-- The data --
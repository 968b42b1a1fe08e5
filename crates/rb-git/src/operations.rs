use std::time::Duration;

use rb_core::types::{Agent, Project, RepoState, User};
use rb_runtime::files::{install_ssh_key, write_file};
use rb_runtime::{ContainerConfigBuilder, ContainerHandle, ContainerRuntime, ExecOutput};
use tracing::{debug, info, instrument};

use crate::credentials::{
    askpass_script, ssh_wrapper_script, Credentials, ASKPASS_PATH, SSH_WRAPPER_PATH,
};
use crate::errors::{enhance_error, GitError, Result};

/// Git against a task's workspace, one throwaway container per operation.
///
/// Containers start idle, get credentials written by exec, run the git
/// script by exec and are deleted whatever the outcome.
pub struct GitOperations<'a> {
    runtime: &'a dyn ContainerRuntime,
    builder: &'a ContainerConfigBuilder<'a>,
    agent: &'a Agent,
    project: &'a Project,
    user: &'a User,
    timeout: Duration,
}

/// Where the git command runs.
#[derive(Debug, Clone, Copy, PartialEq, Eq)]
enum WorkDir {
    /// The workspace mount itself; only the initial clone runs here.
    MountRoot,
    Repo,
}

/// Whether the git command talks to the remote.
#[derive(Debug, Clone, Copy, PartialEq, Eq)]
enum Remote {
    Needed,
    Local,
}

struct GitSession<'s> {
    runtime: &'s dyn ContainerRuntime,
    handle: ContainerHandle,
    timeout: Duration,
}

impl GitSession<'_> {
    /// Run `script` with `sh -c`; `args` become `$1..$n`.
    async fn run(
        &self,
        operation: &'static str,
        script: &str,
        args: &[&str],
    ) -> Result<ExecOutput> {
        let mut argv = vec![
            "sh".to_string(),
            "-c".to_string(),
            script.to_string(),
            "git".to_string(),
        ];
        argv.extend(args.iter().map(|a| a.to_string()));
        debug!(container_id = %self.handle.id, operation, "running git");
        tokio::time::timeout(self.timeout, self.runtime.exec(&self.handle, &argv))
            .await
            .map_err(|_| GitError::Timeout {
                operation,
                after: self.timeout,
            })?
            .map_err(GitError::from)
    }

    async fn close(self) {
        self.runtime.cleanup(&self.handle).await;
    }
}

impl<'a> GitOperations<'a> {
    pub fn new(
        runtime: &'a dyn ContainerRuntime,
        builder: &'a ContainerConfigBuilder<'a>,
        agent: &'a Agent,
        project: &'a Project,
        user: &'a User,
        timeout: Duration,
    ) -> Self {
        Self {
            runtime,
            builder,
            agent,
            project,
            user,
            timeout,
        }
    }

    fn repository_url(&self) -> Result<&str> {
        self.project.repository_url().ok_or(GitError::NoRepository)
    }

    fn working_dir(&self, dir: WorkDir) -> String {
        match dir {
            WorkDir::MountRoot => self.builder.workspace_path().to_string(),
            WorkDir::Repo => self.builder.repo_dir(),
        }
    }

    fn credentials(&self, remote: Remote) -> Result<Credentials> {
        match remote {
            Remote::Local => Ok(Credentials::None),
            Remote::Needed => {
                Credentials::for_remote(self.repository_url()?, self.user, self.agent)
            }
        }
    }

    async fn open(&self, dir: WorkDir, remote: Remote) -> Result<GitSession<'a>> {
        // Resolved first so a missing SSH key fails before a container exists.
        let credentials = self.credentials(remote)?;
        let spec = self
            .builder
            .git_op(&self.working_dir(dir), credentials.env());
        let handle = self.runtime.create(&spec).await?;
        let session = GitSession {
            runtime: self.runtime,
            handle,
            timeout: self.timeout,
        };

        match self.prepare(&session.handle, &credentials).await {
            Ok(()) => Ok(session),
            Err(e) => {
                session.close().await;
                Err(e)
            }
        }
    }

    async fn prepare(&self, handle: &ContainerHandle, credentials: &Credentials) -> Result<()> {
        self.runtime.start(handle).await?;
        match credentials {
            Credentials::None => {}
            Credentials::Token(_) => {
                write_file(self.runtime, handle, ASKPASS_PATH, askpass_script(), "700").await?;
            }
            Credentials::Ssh { key, dir } => {
                let key_path = install_ssh_key(self.runtime, handle, dir, key).await?;
                write_file(
                    self.runtime,
                    handle,
                    SSH_WRAPPER_PATH,
                    &ssh_wrapper_script(&key_path),
                    "700",
                )
                .await?;
            }
        }
        Ok(())
    }

    /// Open a session, run one script and always tear the container down.
    async fn run_once(
        &self,
        operation: &'static str,
        dir: WorkDir,
        remote: Remote,
        script: &str,
        args: &[&str],
    ) -> Result<String> {
        let session = self.open(dir, remote).await?;
        let result = session.run(operation, script, args).await;
        session.close().await;
        self.check(operation, result?)
    }

    fn check(&self, operation: &'static str, out: ExecOutput) -> Result<String> {
        if out.success() {
            return Ok(out.stdout);
        }
        let stderr = if out.stderr.trim().is_empty() {
            &out.stdout
        } else {
            &out.stderr
        };
        Err(GitError::CommandFailed {
            operation,
            message: enhance_error(stderr, self.user, self.agent),
        })
    }

    // -----------------------------------------------------------------------
    // Operations
    // -----------------------------------------------------------------------

    /// Clone into the project's repo subpath (or the mount root when blank).
    #[instrument(skip(self), fields(project = %self.project.name))]
    pub async fn clone_repo(&self) -> Result<()> {
        let url = self.repository_url()?;
        let dest = match self.project.repo_subpath() {
            "" => ".",
            sub => sub,
        };
        self.run_once(
            "clone",
            WorkDir::MountRoot,
            Remote::Needed,
            r#"git clone "$1" "$2""#,
            &[url, dest],
        )
        .await?;
        info!(dest, "repository cloned");
        Ok(())
    }

    pub async fn current_branch(&self) -> Result<String> {
        let out = self
            .run_once(
                "current_branch",
                WorkDir::Repo,
                Remote::Local,
                "git rev-parse --abbrev-ref HEAD",
                &[],
            )
            .await?;
        Ok(out.trim().to_string())
    }

    pub async fn list_branches(&self) -> Result<Vec<String>> {
        let out = self
            .run_once(
                "list_branches",
                WorkDir::Repo,
                Remote::Needed,
                "git ls-remote --heads origin",
                &[],
            )
            .await?;
        Ok(parse_heads(&out))
    }

    /// The remote's HEAD branch, if the remote advertises one.
    pub async fn default_branch(&self) -> Result<Option<String>> {
        let out = self
            .run_once(
                "default_branch",
                WorkDir::Repo,
                Remote::Needed,
                "git ls-remote --symref origin HEAD",
                &[],
            )
            .await?;
        Ok(parse_symref_head(&out))
    }

    /// Working-tree changes against HEAD, untracked files included.
    pub async fn uncommitted_diff(&self) -> Result<String> {
        self.run_once(
            "uncommitted_diff",
            WorkDir::Repo,
            Remote::Local,
            UNCOMMITTED_DIFF,
            &[],
        )
        .await
    }

    pub async fn target_branch_diff(&self, branch: &str) -> Result<String> {
        self.run_once(
            "target_branch_diff",
            WorkDir::Repo,
            Remote::Local,
            TARGET_DIFF,
            &[branch],
        )
        .await
    }

    /// Both diffs from one container.
    pub async fn capture_repo_state(&self, target_branch: Option<&str>) -> Result<RepoState> {
        let session = self.open(WorkDir::Repo, Remote::Local).await?;
        let result = async {
            let uncommitted = self.check(
                "uncommitted_diff",
                session.run("uncommitted_diff", UNCOMMITTED_DIFF, &[]).await?,
            )?;
            let target = match target_branch {
                Some(branch) => self.check(
                    "target_branch_diff",
                    session.run("target_branch_diff", TARGET_DIFF, &[branch]).await?,
                )?,
                None => String::new(),
            };
            Ok::<_, GitError>((uncommitted, target))
        }
        .await;
        session.close().await;

        let (uncommitted_diff, target_branch_diff) = result?;
        Ok(RepoState {
            uncommitted_diff,
            target_branch_diff,
            repository_path: self.builder.repo_dir(),
        })
    }

    /// Commit anything uncommitted with `message` and push HEAD to `branch`.
    #[instrument(skip(self, message))]
    pub async fn push(&self, branch: &str, message: &str) -> Result<()> {
        self.run_once(
            "push",
            WorkDir::Repo,
            Remote::Needed,
            r#"git add -A && (git diff --cached --quiet || git commit -q -m "$1") && git push origin "HEAD:$2""#,
            &[message, branch],
        )
        .await?;
        info!(branch, "pushed");
        Ok(())
    }
}

const UNCOMMITTED_DIFF: &str = "git add -A -N && git diff HEAD";
const TARGET_DIFF: &str = r#"git diff "$1""#;

fn parse_heads(out: &str) -> Vec<String> {
    out.lines()
        .filter_map(|line| line.split_whitespace().nth(1))
        .filter_map(|r| r.strip_prefix("refs/heads/"))
        .map(str::to_string)
        .collect()
}

fn parse_symref_head(out: &str) -> Option<String> {
    out.lines()
        .filter_map(|line| line.strip_prefix("ref:"))
        .filter_map(|rest| rest.split_whitespace().next())
        .find_map(|r| r.strip_prefix("refs/heads/"))
        .map(str::to_string)
}

#[cfg(test)]
mod tests {
    use super::*;

    #[test]
    fn parses_ls_remote_heads() {
        let out = "a1b2\trefs/heads/main\nc3d4\trefs/heads/feature/x\n";
        assert_eq!(parse_heads(out), vec!["main", "feature/x"]);
    }

    #[test]
    fn parses_symref() {
        let out = "ref: refs/heads/trunk\tHEAD\n0123abcd\tHEAD\n";
        assert_eq!(parse_symref_head(out).as_deref(), Some("trunk"));
        assert_eq!(parse_symref_head("0123\tHEAD\n"), None);
    }
}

-- What you need to do --
When a line in the listing has the string "args" in it, return that line.

-- Output below --
    /// Run `script` with `sh -c`; `args` become `$1..$n`.
        args: &[&str],
        argv.extend(args.iter().map(|a| a.to_string()));
        args: &[&str],
        let result = session.run(operation, script, args).await;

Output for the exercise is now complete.